Appendix
Register File Capacity
Vector register file capacity was determined by looking at Freedreno source code.
- https://gitlab.freedesktop.org/mesa/mesa/-/blob/main/src/freedreno/ir3/ir3_compiler.h?ref_type=heads says register file capacity is computed with “reg_size_vec4 * threadsize_base * wave_granularity * 16 (bytes per vec4)”
- For Adreno 530, reg_size_vec4 (48) is set for the entire 5xx generation at https://gitlab.freedesktop.org/mesa/mesa/-/blob/main/src/freedreno/ir3/ir3_compiler.c?ref_type=heads#L240, suggesting there is no variation for different SKUs within the 5xx generation. threadsize_base is given just below (32). wave_granularity is 2 from https://gitlab.freedesktop.org/mesa/mesa/-/blob/main/src/freedreno/common/freedreno_devices.py?ref_type=heads#L281. Multiplying 48 * 32 * 2 * 16 = 49152, or 48 KB
- Adreno 7xx has reg_size_vec4 (64) defined in https://gitlab.freedesktop.org/mesa/mesa/-/blob/main/src/freedreno/common/freedreno_devices.py?ref_type=heads#L764 and wave_granularity defined below (2). threadsize_base is defined in https://gitlab.freedesktop.org/mesa/mesa/-/blob/main/src/freedreno/ir3/ir3_compiler.c?ref_type=heads#L247 for 6xx and newer Adreno GPUs (to be 64)
64 * 64 * 2 * 16 = 128 KB, but divide that by 2 because Freedreno code considers 2 SPs to be one
Instruction Cache Capacity
Freedreno also lists instruction cache capacity. It’s set to 127x 128B units in freedreno_devices.py, but there’s a comment just above:
# Blob limits it to 128 but we hang with 128
freedreno_devices.py, a7xx section: https://gitlab.freedesktop.org/mesa/mesa/-/blob/main/src/freedreno/common/freedreno_devices.py?ref_type=heads#L368
Adreno apparently supports pre-loading a kernel’s instructions to reduce instruction cache warmup time. Normally when a kernel starts, its instructions won’t yet be in the instruction cache. Instruction fetches will miss in the cache, which generates refill requests. After the hot section of the kernel gets filled into the cache, execution won’t be bound by instruction fetch latency anymore. Pre-loading makes that happen faster. Evidently trying to preload up to instruction cache capacity causes a hang on Adreno 7xx, even though the developers saw Qualcomm’s blobs using the full instruction cache size.

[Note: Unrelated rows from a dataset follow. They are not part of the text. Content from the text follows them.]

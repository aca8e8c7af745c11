use crate::ast::*;
use crate::passes::open_parameters;
use crate::visit::ExprRewriter;
use crate::Result;
use std::collections::HashMap;
use std::sync::Arc;

/// Replaces parameter occurrences by the mapped expressions.
///
/// Every lambda met on the way, including lambdas inside the replacements, is rebuilt with fresh
/// parameter identities, so splicing one tree into several places never shares a binding.
pub struct ParameterSubstitutor {
    substitutions: HashMap<ParamId, Expr>,
}

impl ParameterSubstitutor {
    pub fn new(substitutions: HashMap<ParamId, Expr>) -> Self {
        Self { substitutions }
    }
}

impl ExprRewriter for ParameterSubstitutor {
    fn rewrite_parameter(&mut self, expr: &Expr, param: &Param) -> Result<Expr> {
        match self.substitutions.get(&param.id()) {
            Some(replacement) => substitute_parameters(replacement, &HashMap::new()),
            None => Ok(expr.clone()),
        }
    }

    fn rewrite_lambda(&mut self, lambda: &Arc<ExprLambda>) -> Result<Arc<ExprLambda>> {
        let params: Vec<Param> = lambda.params.iter().map(Param::refresh).collect();
        for (old, new) in lambda.params.iter().zip(&params) {
            self.substitutions.insert(old.id(), Expr::parameter(new));
        }
        let body = self.rewrite_expr(&lambda.body)?;
        Ok(Arc::new(ExprLambda {
            params,
            body,
            ret: lambda.ret.clone(),
        }))
    }
}

pub fn substitute_parameters(expr: &Expr, substitutions: &HashMap<ParamId, Expr>) -> Result<Expr> {
    ParameterSubstitutor::new(substitutions.clone()).rewrite_expr(expr)
}

pub fn substitute_lambda(
    lambda: &Arc<ExprLambda>,
    substitutions: &HashMap<ParamId, Expr>,
) -> Result<Arc<ExprLambda>> {
    ParameterSubstitutor::new(substitutions.clone()).rewrite_lambda(lambda)
}

/// Replaces every open parameter of `lambda` by a constant holding the value `lookup` finds for
/// it, yielding a closed lambda that no longer depends on the surrounding scope.
pub fn bind_open_parameters(
    lambda: &Arc<ExprLambda>,
    mut lookup: impl FnMut(&Param) -> Result<Value>,
) -> Result<Arc<ExprLambda>> {
    let open = open_parameters(&Expr::new(ExprKind::Lambda(lambda.clone())))?;
    if open.is_empty() {
        return Ok(lambda.clone());
    }
    let mut substitutions = HashMap::with_capacity(open.len());
    for param in open {
        let value = lookup(&param)?;
        substitutions.insert(param.id(), Expr::constant(value, param.ty().clone()));
    }
    substitute_lambda(lambda, &substitutions)
}
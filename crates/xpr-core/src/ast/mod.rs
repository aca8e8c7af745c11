mod expr;
mod handle;
mod param;
mod ty;
mod typed;
mod value;

pub use expr::*;
pub use handle::*;
pub use param::*;
pub use ty::*;
pub use typed::*;
pub use value::*;
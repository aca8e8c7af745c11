use crate::passes::ExpressionExpander;
use xpr_core::ast::{Expr, TypedExpr, Value};
use xpr_core::error::Error;
use xpr_core::Result;
use xpr_interpret::config;

/// Expansion and evaluation for expression values, using the process-wide configuration.
pub trait TypedExprExt {
    /// Inlines every reachable evaluate/compile site.
    fn expand_expressions(&self) -> Result<TypedExpr>;
    /// Expands, then applies the lambda to `args` through the configured evaluator.
    fn evaluate(&self, args: &[Value]) -> Result<Value>;
}

impl TypedExprExt for TypedExpr {
    fn expand_expressions(&self) -> Result<TypedExpr> {
        ExpressionExpander::from_config().expand(self)
    }

    fn evaluate(&self, args: &[Value]) -> Result<Value> {
        if args.len() != self.params().len() {
            return Err(Error::ArgumentCount {
                expected: self.params().len(),
                found: args.len(),
                expr: self.to_string(),
            });
        }
        let expanded = self.expand_expressions()?;
        let args = expanded
            .params()
            .iter()
            .zip(args)
            .map(|(param, value)| Expr::constant(value.clone(), param.ty().clone()))
            .collect();
        config::evaluator().evaluate(&Expr::invoke(expanded.to_expr(), args))
    }
}
mod capture;
mod free_params;
mod substitute;

pub use capture::*;
pub use free_params::*;
pub use substitute::*;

Anyway, 128 * 128B = 16 KB. The same file indicates early 6xx Adreno GPUs used 64 * 128B = 8 KB instruction caches, so Adreno 530 might also have that. The instruction cache may be shared across multiple SPs, but there’s no way to know that.
Wave Assignment
Unlike A5xx, where waves are assigned to SP partitions in round-robin order, A7xx (and A6xx) GPUs launch and assign waves to SP partitions on pairs. Odd and even waves thus end up on the same scheduler partition, and share execution resources.
Because of this behavior, Mesa code pretends Adreno 730 operates in wave128 mode. However that’s not the case, as we can see divergence penalties disappear once branch behavior is coherent across 64 threads.